Kona Ice is a mobile shaved ice company,. The company was founded by Tony Lamb in 2007. Lamb is Kona Ice's CEO. It was named one of the fastest growing franchises in the United States. The company's mascot is an animated penguin named Kona.

History
In 2007, Tony Lamb founded Kona Ice after deciding that he wanted to build a better ice cream truck. By the end of the year, he had designed and produced five prototypes. Kona Ice began franchising in 2008. In October 2012, the company launched the Kona Mini, a smaller replica of the Kona Ice truck, to sell shaved ice indoors during winter months. Kona Ice was recognized on Entrepreneur magazine's Franchise 500 list in 2013. The company was also named the top new franchise and rated the 27th fastest growing franchise in the United States.

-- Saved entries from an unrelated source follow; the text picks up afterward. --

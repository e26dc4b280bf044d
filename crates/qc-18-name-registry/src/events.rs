//! # Event Schema
//!
//! Events published for observers and indexers after a call commits.
//! A failed call publishes nothing.
//!
//! | Event | Emitted by |
//! |-------|-----------|
//! | `NamespaceRegistered` | `create_namespace`, `create_namespace_for` |
//! | `NameRegistered` | every registration path, once per committed name |
//! | `FeesClaimed` | `claim_fees`, `claim_fees_to_self` |
//! | `OwnershipTransferStarted` | `transfer_ownership` |
//! | `OwnershipTransferred` | `accept_ownership` |

use crate::domain::entities::RegistryChange;
use crate::domain::value_objects::{Address, Timestamp, U256};
use serde::{Deserialize, Serialize};

// =============================================================================
// PAYLOADS
// =============================================================================

/// A namespace was created.
#[derive(Clone, Debug, PartialEq, Eq, Serialize, Deserialize)]
pub struct NamespaceRegisteredPayload {
    /// Namespace key.
    pub key: String,
    /// Creator.
    pub creator: Address,
    /// Price per name.
    pub price: U256,
    /// Private flag.
    pub is_private: bool,
    /// Creation timestamp.
    pub created_at: Timestamp,
}

/// A name was assigned.
#[derive(Clone, Debug, PartialEq, Eq, Serialize, Deserialize)]
pub struct NameRegisteredPayload {
    /// Label.
    pub label: String,
    /// Namespace key.
    pub namespace: String,
    /// New owner.
    pub owner: Address,
}

/// Pending fees were paid out.
#[derive(Clone, Debug, PartialEq, Eq, Serialize, Deserialize)]
pub struct FeesClaimedPayload {
    /// Account whose balance was claimed.
    pub claimant: Address,
    /// Account that received the value.
    pub recipient: Address,
    /// Amount paid out.
    pub amount: U256,
}

/// Ownership change event payload.
#[derive(Clone, Debug, PartialEq, Eq, Serialize, Deserialize)]
pub struct OwnershipPayload {
    /// Owner at the time of the event.
    pub previous_owner: Address,
    /// Proposed or new owner.
    pub new_owner: Address,
}

// =============================================================================
// EVENTS
// =============================================================================

/// Registry events.
#[derive(Clone, Debug, PartialEq, Eq, Serialize, Deserialize)]
#[serde(tag = "type", content = "payload")]
pub enum RegistryEvent {
    /// A namespace was created.
    NamespaceRegistered(NamespaceRegisteredPayload),
    /// A name was assigned.
    NameRegistered(NameRegisteredPayload),
    /// Pending fees were claimed.
    FeesClaimed(FeesClaimedPayload),
    /// An ownership transfer was proposed (or cancelled, with a zero new owner).
    OwnershipTransferStarted(OwnershipPayload),
    /// Ownership changed hands.
    OwnershipTransferred(OwnershipPayload),
}

impl RegistryEvent {
    /// Topic this event is published on.
    #[must_use]
    pub fn topic(&self) -> &'static str {
        match self {
            Self::NamespaceRegistered(_) => topics::NAMESPACE_REGISTERED,
            Self::NameRegistered(_) => topics::NAME_REGISTERED,
            Self::FeesClaimed(_) => topics::FEES_CLAIMED,
            Self::OwnershipTransferStarted(_) => topics::OWNERSHIP_TRANSFER_STARTED,
            Self::OwnershipTransferred(_) => topics::OWNERSHIP_TRANSFERRED,
        }
    }

    /// The observable event for a committed change, if any.
    #[must_use]
    pub fn from_change(change: &RegistryChange) -> Option<Self> {
        match change {
            RegistryChange::NamespaceCreated(ns) => {
                Some(Self::NamespaceRegistered(NamespaceRegisteredPayload {
                    key: ns.key.clone(),
                    creator: ns.creator,
                    price: ns.price_per_name,
                    is_private: ns.is_private,
                    created_at: ns.created_at,
                }))
            }
            RegistryChange::NameRegistered { name, owner } => {
                Some(Self::NameRegistered(NameRegisteredPayload {
                    label: name.label.clone(),
                    namespace: name.namespace.clone(),
                    owner: *owner,
                }))
            }
            RegistryChange::FeeCredited { .. } | RegistryChange::NonceIncrement { .. } => None,
        }
    }
}

/// Event topics.
pub mod topics {
    /// Namespace created.
    pub const NAMESPACE_REGISTERED: &str = "name_registry.namespace.registered";

    /// Name assigned.
    pub const NAME_REGISTERED: &str = "name_registry.name.registered";

    /// Fees claimed.
    pub const FEES_CLAIMED: &str = "name_registry.fees.claimed";

    /// Ownership transfer proposed.
    pub const OWNERSHIP_TRANSFER_STARTED: &str = "name_registry.ownership.transfer_started";

    /// Ownership transferred.
    pub const OWNERSHIP_TRANSFERRED: &str = "name_registry.ownership.transferred";
}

In 2014, Kona Ice partnered with Northern Kentucky University for an internship program. In April 2015, Kona Ice partnered with Make-A-Wish Foundation. The company has donated $25 million to community-based organizations since its foundation. In May 2014, Kona Ice was named one of the top eight franchises in the United States by TheStreet.com.

Operations
Kona Ice is headquartered in Florence, Kentucky. As of March 2015, the company had more than 1000 franchise locations in 43 states and others across Canada. Customers can customize their shaved ice with the Flavorwave, a patented flavor dispenser built into the side of the truck. Kona Ice shaved ice contains 60 percent less sugar than regular sugar water snow cones and can be made of 100 percent fruit juice in participating locations. 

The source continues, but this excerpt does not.